- [WHAT YOU SHOULD DO] Somewhere below, one line contains "pool re-grows on" and a later line contains "pool.free(addr).unwrap();". Output those two lines and everything between them exactly, and nothing else.

• • • • •

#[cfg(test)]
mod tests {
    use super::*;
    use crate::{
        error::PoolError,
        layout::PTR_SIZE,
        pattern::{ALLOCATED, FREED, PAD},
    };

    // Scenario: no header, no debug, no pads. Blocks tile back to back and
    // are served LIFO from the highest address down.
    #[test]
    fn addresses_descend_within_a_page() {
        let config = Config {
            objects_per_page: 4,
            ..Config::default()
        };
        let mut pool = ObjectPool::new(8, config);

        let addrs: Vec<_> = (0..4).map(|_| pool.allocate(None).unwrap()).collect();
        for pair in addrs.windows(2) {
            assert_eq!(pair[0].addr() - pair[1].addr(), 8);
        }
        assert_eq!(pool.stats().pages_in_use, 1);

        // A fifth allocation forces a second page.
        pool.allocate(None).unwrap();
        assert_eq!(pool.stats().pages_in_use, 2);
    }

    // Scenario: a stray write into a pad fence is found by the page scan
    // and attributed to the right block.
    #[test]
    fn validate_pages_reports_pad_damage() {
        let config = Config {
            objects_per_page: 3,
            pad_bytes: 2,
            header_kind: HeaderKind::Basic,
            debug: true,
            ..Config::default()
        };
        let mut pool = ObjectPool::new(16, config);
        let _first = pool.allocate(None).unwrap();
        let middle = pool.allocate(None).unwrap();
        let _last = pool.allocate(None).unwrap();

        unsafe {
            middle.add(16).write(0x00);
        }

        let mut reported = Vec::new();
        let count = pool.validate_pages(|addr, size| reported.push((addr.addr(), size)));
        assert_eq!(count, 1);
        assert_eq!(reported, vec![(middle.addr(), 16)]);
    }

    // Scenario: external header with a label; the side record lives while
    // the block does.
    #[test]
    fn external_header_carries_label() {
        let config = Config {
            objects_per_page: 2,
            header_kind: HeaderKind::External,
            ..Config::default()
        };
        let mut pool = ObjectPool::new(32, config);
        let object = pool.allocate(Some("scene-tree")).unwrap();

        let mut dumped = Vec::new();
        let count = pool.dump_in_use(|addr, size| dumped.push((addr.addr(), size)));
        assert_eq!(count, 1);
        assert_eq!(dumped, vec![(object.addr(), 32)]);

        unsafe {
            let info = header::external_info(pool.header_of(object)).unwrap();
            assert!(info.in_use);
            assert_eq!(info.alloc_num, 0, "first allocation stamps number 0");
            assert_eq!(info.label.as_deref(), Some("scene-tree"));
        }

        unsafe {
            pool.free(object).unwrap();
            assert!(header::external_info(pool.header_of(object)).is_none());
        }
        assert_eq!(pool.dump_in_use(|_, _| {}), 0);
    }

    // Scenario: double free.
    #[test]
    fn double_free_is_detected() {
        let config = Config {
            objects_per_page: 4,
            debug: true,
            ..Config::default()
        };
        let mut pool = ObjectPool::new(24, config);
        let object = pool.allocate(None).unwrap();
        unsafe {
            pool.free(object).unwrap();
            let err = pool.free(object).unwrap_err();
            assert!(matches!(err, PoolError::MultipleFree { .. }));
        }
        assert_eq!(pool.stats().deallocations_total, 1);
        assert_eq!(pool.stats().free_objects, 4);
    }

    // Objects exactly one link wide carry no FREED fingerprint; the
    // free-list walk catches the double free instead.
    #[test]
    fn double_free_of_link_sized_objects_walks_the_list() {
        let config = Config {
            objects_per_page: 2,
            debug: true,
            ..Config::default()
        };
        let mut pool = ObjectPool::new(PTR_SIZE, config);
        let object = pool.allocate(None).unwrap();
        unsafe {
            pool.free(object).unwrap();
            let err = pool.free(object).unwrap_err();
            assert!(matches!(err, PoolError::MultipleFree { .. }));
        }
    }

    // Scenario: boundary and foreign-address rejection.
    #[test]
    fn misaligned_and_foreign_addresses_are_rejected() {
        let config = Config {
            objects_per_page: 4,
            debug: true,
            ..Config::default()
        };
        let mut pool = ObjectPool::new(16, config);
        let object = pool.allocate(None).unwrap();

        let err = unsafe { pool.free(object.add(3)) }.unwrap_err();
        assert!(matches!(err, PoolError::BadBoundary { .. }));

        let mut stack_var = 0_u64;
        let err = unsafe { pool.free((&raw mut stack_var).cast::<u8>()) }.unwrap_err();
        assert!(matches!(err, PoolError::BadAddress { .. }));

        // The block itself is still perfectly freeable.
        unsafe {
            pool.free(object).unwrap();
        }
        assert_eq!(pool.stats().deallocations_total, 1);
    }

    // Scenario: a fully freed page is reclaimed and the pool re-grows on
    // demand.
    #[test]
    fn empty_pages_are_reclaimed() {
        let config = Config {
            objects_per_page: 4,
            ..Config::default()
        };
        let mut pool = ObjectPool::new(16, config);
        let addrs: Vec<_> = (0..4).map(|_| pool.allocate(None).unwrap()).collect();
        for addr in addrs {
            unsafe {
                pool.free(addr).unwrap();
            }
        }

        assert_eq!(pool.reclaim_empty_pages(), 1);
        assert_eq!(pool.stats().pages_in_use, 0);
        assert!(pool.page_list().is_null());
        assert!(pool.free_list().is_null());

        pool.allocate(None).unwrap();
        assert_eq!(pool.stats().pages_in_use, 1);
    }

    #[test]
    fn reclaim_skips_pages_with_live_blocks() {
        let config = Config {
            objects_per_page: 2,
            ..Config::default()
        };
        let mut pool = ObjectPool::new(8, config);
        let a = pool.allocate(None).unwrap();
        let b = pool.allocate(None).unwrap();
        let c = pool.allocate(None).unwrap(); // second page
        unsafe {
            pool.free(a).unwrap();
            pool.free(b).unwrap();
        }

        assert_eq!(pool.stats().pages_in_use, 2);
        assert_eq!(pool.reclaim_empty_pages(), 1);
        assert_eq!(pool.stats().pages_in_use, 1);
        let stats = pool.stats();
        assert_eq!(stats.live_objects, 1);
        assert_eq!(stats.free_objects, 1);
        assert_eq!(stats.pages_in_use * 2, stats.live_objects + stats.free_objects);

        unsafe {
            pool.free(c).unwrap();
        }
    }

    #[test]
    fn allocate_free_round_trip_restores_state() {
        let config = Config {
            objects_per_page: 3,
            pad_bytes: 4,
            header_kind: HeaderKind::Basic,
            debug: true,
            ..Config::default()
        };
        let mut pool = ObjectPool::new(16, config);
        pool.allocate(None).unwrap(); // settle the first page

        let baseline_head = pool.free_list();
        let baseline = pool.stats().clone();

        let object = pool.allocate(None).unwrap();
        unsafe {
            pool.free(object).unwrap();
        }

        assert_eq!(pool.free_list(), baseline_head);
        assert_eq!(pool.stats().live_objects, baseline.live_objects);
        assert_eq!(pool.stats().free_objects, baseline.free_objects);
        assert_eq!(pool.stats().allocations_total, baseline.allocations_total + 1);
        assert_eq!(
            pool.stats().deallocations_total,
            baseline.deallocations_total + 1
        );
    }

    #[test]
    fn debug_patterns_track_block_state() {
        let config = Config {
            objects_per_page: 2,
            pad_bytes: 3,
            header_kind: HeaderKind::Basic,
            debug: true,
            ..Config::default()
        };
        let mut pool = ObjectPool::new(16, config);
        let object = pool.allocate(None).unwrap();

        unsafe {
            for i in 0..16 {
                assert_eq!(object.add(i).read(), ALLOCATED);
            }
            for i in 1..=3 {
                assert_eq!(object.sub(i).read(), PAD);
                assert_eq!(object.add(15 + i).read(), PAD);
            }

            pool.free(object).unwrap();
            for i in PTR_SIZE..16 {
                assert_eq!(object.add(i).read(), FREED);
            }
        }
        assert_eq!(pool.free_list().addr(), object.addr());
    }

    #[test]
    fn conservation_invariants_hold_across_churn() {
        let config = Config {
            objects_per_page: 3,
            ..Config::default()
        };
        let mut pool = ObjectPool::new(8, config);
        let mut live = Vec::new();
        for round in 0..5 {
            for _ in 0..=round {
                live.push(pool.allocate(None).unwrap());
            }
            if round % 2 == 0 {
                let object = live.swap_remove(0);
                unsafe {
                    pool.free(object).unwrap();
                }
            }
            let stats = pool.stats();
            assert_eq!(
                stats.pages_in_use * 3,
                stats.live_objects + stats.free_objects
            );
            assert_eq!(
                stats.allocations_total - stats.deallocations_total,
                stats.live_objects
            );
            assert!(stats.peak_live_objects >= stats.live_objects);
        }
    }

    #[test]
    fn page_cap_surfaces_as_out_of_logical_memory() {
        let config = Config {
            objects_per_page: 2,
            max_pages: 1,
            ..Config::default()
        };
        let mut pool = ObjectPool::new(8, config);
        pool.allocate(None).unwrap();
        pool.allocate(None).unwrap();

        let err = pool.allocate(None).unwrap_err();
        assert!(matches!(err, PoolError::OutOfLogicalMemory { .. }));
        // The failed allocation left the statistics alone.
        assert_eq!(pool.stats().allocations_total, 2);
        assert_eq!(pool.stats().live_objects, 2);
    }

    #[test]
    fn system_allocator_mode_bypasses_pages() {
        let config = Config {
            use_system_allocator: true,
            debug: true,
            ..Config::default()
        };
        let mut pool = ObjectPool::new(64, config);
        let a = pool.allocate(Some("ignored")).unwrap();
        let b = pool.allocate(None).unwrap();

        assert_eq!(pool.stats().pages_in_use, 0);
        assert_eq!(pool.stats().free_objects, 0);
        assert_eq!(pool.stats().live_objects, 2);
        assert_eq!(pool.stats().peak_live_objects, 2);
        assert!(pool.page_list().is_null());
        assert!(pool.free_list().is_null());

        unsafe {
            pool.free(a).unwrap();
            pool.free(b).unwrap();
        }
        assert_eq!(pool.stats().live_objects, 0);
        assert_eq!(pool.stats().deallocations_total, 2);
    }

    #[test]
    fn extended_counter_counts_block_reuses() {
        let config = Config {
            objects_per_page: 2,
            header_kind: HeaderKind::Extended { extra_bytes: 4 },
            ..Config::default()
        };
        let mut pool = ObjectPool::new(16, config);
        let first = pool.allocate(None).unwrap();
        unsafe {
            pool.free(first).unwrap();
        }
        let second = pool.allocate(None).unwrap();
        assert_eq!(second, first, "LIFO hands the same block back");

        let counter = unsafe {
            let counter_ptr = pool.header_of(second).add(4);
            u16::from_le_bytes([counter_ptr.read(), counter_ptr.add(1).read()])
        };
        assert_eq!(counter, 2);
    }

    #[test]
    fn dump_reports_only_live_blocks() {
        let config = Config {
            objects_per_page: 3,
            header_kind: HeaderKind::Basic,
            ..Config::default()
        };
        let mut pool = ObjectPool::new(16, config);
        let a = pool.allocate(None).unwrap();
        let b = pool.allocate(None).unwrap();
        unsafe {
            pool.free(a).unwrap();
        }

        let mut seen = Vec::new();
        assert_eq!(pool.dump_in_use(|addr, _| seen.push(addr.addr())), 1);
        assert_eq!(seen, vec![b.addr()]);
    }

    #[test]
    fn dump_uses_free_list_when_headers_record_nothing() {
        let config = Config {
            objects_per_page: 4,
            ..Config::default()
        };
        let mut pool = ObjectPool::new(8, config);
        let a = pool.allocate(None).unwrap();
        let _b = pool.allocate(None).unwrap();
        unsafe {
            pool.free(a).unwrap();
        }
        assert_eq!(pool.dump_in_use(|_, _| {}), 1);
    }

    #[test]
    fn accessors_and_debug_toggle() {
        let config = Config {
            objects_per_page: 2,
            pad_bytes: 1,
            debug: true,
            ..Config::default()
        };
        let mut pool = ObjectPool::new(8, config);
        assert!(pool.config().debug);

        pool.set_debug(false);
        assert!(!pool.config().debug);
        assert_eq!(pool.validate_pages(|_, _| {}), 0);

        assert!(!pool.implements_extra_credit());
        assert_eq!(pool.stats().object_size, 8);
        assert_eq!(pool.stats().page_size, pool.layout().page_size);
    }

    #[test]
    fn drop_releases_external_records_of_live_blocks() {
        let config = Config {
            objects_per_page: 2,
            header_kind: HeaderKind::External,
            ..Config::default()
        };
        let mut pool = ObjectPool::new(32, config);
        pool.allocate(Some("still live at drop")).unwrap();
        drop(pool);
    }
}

• • • • •

- [OUTPUT]
    // Scenario: a fully freed page is reclaimed and the pool re-grows on
    // demand.
    #[test]
    fn empty_pages_are_reclaimed() {
        let config = Config {
            objects_per_page: 4,
            ..Config::default()
        };
        let mut pool = ObjectPool::new(16, config);
        let addrs: Vec<_> = (0..4).map(|_| pool.allocate(None).unwrap()).collect();
        for addr in addrs {
            unsafe {
                pool.free(addr).unwrap();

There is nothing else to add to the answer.